(Data supplied Opens)

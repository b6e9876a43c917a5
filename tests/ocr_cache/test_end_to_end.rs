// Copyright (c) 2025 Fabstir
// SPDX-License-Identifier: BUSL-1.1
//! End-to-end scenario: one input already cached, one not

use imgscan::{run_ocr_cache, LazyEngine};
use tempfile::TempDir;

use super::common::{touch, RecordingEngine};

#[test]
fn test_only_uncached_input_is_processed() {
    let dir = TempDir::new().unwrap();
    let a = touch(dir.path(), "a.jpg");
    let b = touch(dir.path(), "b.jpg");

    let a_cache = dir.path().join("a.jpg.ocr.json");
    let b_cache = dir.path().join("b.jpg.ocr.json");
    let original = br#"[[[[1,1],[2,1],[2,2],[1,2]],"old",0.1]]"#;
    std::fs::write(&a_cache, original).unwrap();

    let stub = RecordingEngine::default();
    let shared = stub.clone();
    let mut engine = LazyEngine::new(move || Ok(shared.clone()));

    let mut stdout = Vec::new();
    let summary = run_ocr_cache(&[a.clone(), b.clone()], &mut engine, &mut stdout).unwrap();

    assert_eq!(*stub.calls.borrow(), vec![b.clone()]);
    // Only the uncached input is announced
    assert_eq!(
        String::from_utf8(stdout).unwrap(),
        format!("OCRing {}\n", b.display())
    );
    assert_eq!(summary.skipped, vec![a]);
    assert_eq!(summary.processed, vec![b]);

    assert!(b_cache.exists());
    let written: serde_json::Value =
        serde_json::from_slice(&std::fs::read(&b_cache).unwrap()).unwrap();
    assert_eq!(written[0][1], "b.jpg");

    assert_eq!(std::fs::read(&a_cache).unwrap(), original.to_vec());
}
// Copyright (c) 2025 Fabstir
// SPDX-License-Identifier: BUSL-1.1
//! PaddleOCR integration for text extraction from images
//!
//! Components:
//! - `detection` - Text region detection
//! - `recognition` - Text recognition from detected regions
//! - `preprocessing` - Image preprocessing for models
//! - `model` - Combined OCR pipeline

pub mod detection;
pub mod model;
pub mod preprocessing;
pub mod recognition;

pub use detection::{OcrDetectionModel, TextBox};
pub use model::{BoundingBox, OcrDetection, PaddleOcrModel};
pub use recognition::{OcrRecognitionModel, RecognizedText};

(Data supplied Closes)
(Data supplied Opens)

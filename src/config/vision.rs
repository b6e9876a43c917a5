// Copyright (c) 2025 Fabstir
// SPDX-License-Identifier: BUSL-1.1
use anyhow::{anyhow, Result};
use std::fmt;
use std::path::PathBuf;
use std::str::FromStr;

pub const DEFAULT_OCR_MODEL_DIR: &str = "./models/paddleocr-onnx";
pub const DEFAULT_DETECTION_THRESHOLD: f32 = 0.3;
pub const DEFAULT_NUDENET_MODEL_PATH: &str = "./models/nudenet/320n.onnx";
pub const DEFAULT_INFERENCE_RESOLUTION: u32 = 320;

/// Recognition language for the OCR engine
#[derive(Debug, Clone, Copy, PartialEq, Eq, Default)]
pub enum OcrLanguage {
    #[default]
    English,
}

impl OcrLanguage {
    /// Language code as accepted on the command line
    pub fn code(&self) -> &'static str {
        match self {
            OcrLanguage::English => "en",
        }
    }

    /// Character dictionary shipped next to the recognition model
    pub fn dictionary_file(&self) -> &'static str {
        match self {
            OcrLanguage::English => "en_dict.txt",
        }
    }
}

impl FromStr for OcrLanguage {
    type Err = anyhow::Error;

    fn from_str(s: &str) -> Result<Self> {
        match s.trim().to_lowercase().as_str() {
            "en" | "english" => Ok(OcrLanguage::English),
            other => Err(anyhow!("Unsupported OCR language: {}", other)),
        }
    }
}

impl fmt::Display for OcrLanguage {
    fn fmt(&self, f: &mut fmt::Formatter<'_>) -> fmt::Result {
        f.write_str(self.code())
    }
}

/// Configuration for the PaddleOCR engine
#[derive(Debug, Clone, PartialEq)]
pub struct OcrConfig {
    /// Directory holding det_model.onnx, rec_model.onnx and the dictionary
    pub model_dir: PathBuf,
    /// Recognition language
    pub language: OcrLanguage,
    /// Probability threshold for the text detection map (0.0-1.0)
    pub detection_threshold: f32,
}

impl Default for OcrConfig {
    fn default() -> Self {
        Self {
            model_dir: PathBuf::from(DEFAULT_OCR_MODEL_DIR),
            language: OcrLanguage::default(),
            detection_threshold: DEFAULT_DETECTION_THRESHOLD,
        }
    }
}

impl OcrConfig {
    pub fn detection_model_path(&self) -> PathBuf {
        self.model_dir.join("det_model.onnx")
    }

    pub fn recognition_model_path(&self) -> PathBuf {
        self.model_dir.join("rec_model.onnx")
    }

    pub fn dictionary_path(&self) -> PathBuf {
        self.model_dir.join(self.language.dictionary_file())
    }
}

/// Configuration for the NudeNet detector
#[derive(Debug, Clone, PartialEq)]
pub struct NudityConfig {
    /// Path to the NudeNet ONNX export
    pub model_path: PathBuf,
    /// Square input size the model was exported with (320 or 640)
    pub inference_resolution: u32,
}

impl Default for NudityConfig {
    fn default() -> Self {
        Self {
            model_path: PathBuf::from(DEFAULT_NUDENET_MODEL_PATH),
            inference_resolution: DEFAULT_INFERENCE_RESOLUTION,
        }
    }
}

(Data supplied Closes)

[About this exercise] Copy here each line of the preceding records with "preprocessing" in it.

[Output]
//! - `preprocessing` - Image preprocessing for models
pub mod preprocessing;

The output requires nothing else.